The Moscow Times Friday, 18 December 2020: Leading Russian opposition figure Alexei Navalny said German prosecutors interrogated him and his wife at Moscow’s request Thursday despite Russian authorities refusing to launch a criminal investigation into his poisoning. Navalny is undergoing rehabilitation in Berlin after recovering from what European scientists established was poisoning with a Novichok nerve agent in Siberia this summer. Russia has insisted that Germany provide hard evidence of the poisoning, which it denies, before it opens a criminal probe.

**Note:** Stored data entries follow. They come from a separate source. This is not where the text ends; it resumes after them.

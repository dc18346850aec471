//! SQLite storage bootstrap and schema migration entry points.
//!
//! # Responsibility
//! - Open and configure pooled SQLite connections for the catalog store.
//! - Apply schema migrations in deterministic order.
//!
//! # Invariants
//! - Migration version is tracked via `PRAGMA user_version`.
//! - Every pooled connection has `foreign_keys=ON` before first use.
//! - Store code must not read/write catalog data before migrations succeed.

use rusqlite::ErrorCode;
use thiserror::Error;

mod json;
pub mod migrations;
mod open;
mod pool;

pub use json::Json;
pub use open::{open_db, open_db_in_memory, PoolOptions};
pub use pool::{Database, PooledConn};

pub type DbResult<T> = Result<T, DbError>;

/// Backend failure surfaced by the storage layer.
#[derive(Debug, Error)]
pub enum DbError {
    #[error("{0}")]
    Sqlite(rusqlite::Error),
    #[error("connection pool error: {0}")]
    Pool(#[from] r2d2::Error),
    /// The caller's deadline passed or its cancel handle fired.
    #[error("operation interrupted: deadline exceeded or cancelled")]
    Interrupted,
    #[error("database handle is closed")]
    Closed,
    #[error("database schema version {db_version} is newer than supported {latest_supported}")]
    UnsupportedSchemaVersion {
        db_version: u32,
        latest_supported: u32,
    },
}

impl From<rusqlite::Error> for DbError {
    fn from(value: rusqlite::Error) -> Self {
        if value.sqlite_error_code() == Some(ErrorCode::OperationInterrupted) {
            return Self::Interrupted;
        }
        Self::Sqlite(value)
    }
}

impl DbError {
    /// Returns the raw SQLite error when this failure came from the engine.
    pub fn as_sqlite(&self) -> Option<&rusqlite::Error> {
        match self {
            Self::Sqlite(err) => Some(err),
            _ => None,
        }
    }
}
//! CLI smoke entry point.
//!
//! # Responsibility
//! - Load configuration, open the configured store and print the first page
//!   of every entity kind.
//! - Keep output deterministic for quick local sanity checks.
//!
//! Usage: `catalog_cli [CONFIG_FILE]`

use catalog_core::{
    init_from_config, CallContext, CatalogConfig, CatalogItemInstanceListOptions,
    CatalogItemListOptions, ServiceTypeListOptions, Store,
};
use std::path::PathBuf;
use std::process::ExitCode;

fn main() -> ExitCode {
    match run() {
        Ok(()) => ExitCode::SUCCESS,
        Err(message) => {
            eprintln!("catalog_cli error: {message}");
            ExitCode::FAILURE
        }
    }
}

fn run() -> Result<(), String> {
    let config_file = std::env::args_os().nth(1).map(PathBuf::from);
    let config = CatalogConfig::load(config_file.as_deref()).map_err(|err| err.to_string())?;
    init_from_config(&config.logging).map_err(|err| err.to_string())?;

    println!("catalog_core version={}", catalog_core::core_version());
    println!("database={}", config.database.name);

    let store = Store::open(&config.database).map_err(|err| err.to_string())?;
    let ctx = CallContext::background();

    let service_types = store
        .service_types()
        .list(&ctx, &ServiceTypeListOptions::default())
        .map_err(|err| err.to_string())?;
    for service_type in &service_types.items {
        println!("service_type id={} name={}", service_type.id, service_type.service_type);
    }

    let catalog_items = store
        .catalog_items()
        .list(&ctx, &CatalogItemListOptions::default())
        .map_err(|err| err.to_string())?;
    for item in &catalog_items.items {
        println!(
            "catalog_item id={} service_type={} display_name={}",
            item.id, item.spec.service_type, item.display_name
        );
    }

    let instances = store
        .catalog_item_instances()
        .list(&ctx, &CatalogItemInstanceListOptions::default())
        .map_err(|err| err.to_string())?;
    for instance in &instances.items {
        println!(
            "catalog_item_instance id={} catalog_item_id={} display_name={}",
            instance.id, instance.spec.catalog_item_id, instance.display_name
        );
    }

    log::info!(
        "event=cli_summary module=cli status=ok service_types={} catalog_items={} instances={}",
        service_types.items.len(),
        catalog_items.items.len(),
        instances.items.len()
    );
    store.close();
    Ok(())
}
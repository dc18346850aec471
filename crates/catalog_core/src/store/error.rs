//! Store error taxonomy.
//!
//! Sentinel variants are matched through [`ErrorKind`], a plain `Copy + Eq`
//! tag. Backend failures the classifier does not recognize are kept in
//! [`StoreError::Unknown`] with the failing operation name.

use crate::db::DbError;
use std::fmt::{Display, Formatter};
use thiserror::Error;

pub type StoreResult<T> = Result<T, StoreError>;

/// Persisted entity kind, used in error messages.
#[derive(Debug, Clone, Copy, PartialEq, Eq, Hash)]
pub enum EntityKind {
    ServiceType,
    CatalogItem,
    CatalogItemInstance,
}

impl Display for EntityKind {
    fn fmt(&self, f: &mut Formatter<'_>) -> std::fmt::Result {
        let name = match self {
            Self::ServiceType => "service type",
            Self::CatalogItem => "catalog item",
            Self::CatalogItemInstance => "catalog item instance",
        };
        f.write_str(name)
    }
}

/// Closed set of failure kinds a store call can report.
#[derive(Debug, Clone, Copy, PartialEq, Eq, Hash)]
pub enum ErrorKind {
    NotFound,
    IdTaken,
    NameTaken,
    InstanceIdTaken,
    ReferencedServiceTypeMissing,
    ReferencedCatalogItemMissing,
    HasDependents,
    Unknown,
}

#[derive(Debug, Error)]
pub enum StoreError {
    #[error("{entity} not found")]
    NotFound { entity: EntityKind },
    #[error("{entity} ID already exists")]
    IdTaken { entity: EntityKind },
    /// Another service type already uses the same `service_type` value.
    #[error("service type name already taken")]
    NameTaken,
    #[error("catalog item instance ID already exists")]
    InstanceIdTaken,
    #[error("referenced service type does not exist")]
    ReferencedServiceTypeMissing,
    #[error("referenced catalog item does not exist")]
    ReferencedCatalogItemMissing,
    #[error("cannot delete catalog item with existing instances")]
    HasDependents,
    #[error("failed to {op}: {source}")]
    Unknown {
        op: &'static str,
        source: DbError,
    },
}

impl StoreError {
    pub(crate) fn unknown(op: &'static str, source: impl Into<DbError>) -> Self {
        Self::Unknown {
            op,
            source: source.into(),
        }
    }

    pub fn kind(&self) -> ErrorKind {
        match self {
            Self::NotFound { .. } => ErrorKind::NotFound,
            Self::IdTaken { .. } => ErrorKind::IdTaken,
            Self::NameTaken => ErrorKind::NameTaken,
            Self::InstanceIdTaken => ErrorKind::InstanceIdTaken,
            Self::ReferencedServiceTypeMissing => ErrorKind::ReferencedServiceTypeMissing,
            Self::ReferencedCatalogItemMissing => ErrorKind::ReferencedCatalogItemMissing,
            Self::HasDependents => ErrorKind::HasDependents,
            Self::Unknown { .. } => ErrorKind::Unknown,
        }
    }

    pub fn is(&self, kind: ErrorKind) -> bool {
        self.kind() == kind
    }

    /// True when the call was cut short by its deadline or cancel handle.
    pub fn is_interrupted(&self) -> bool {
        matches!(
            self,
            Self::Unknown {
                source: DbError::Interrupted,
                ..
            }
        )
    }
}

RFE/RL Friday, 18 December 2020: Seven local lawmakers of the Siberian city of Tomsk have called on Russia’s Investigative Committee to launch a probe into the nerve-agent poisoning in August of Russian opposition politician Aleksei Navalny. The city legislators said in an official letter to the Investigative Committee that they are concerned about the possible use of “a chemical poison in our city…with the state’s participation.” The letter was made public on December 17 in a Twitter post by Tomsk City Duma member Ksenia Fadeyeva. The letter says data collected by independent investigative journalists, as well as the conclusions of experts at European laboratories who tested medical samples from Navalny, provide enough evidence to launch an investigation.

In other news:

RFE/RL, Tuesday, 15 December 2020: U.S. authorities investigated a Russian opposition activist’s two near-fatal illnesses as “intentional” poisonings, according to newly obtained government records that also show U.S. doctors and scientists mulled the possibility that he was targeted with a biotoxin or a radioactive substance. The U.S. Justice Department documents, reviewed exclusively by RFE/RL, provide more glimpses into several years of deliberations by the FBI as it sought to determine why Vladimir Kara-Murza fell suddenly ill on two separate occasions in Moscow over the course of two years. The records are among several tranches of documents the Justice Department has handed over to Kara-Murza in response to his legal quest to find out exactly what the U.S. government knows about the cause of his severe illnesses in 2015 and 2017.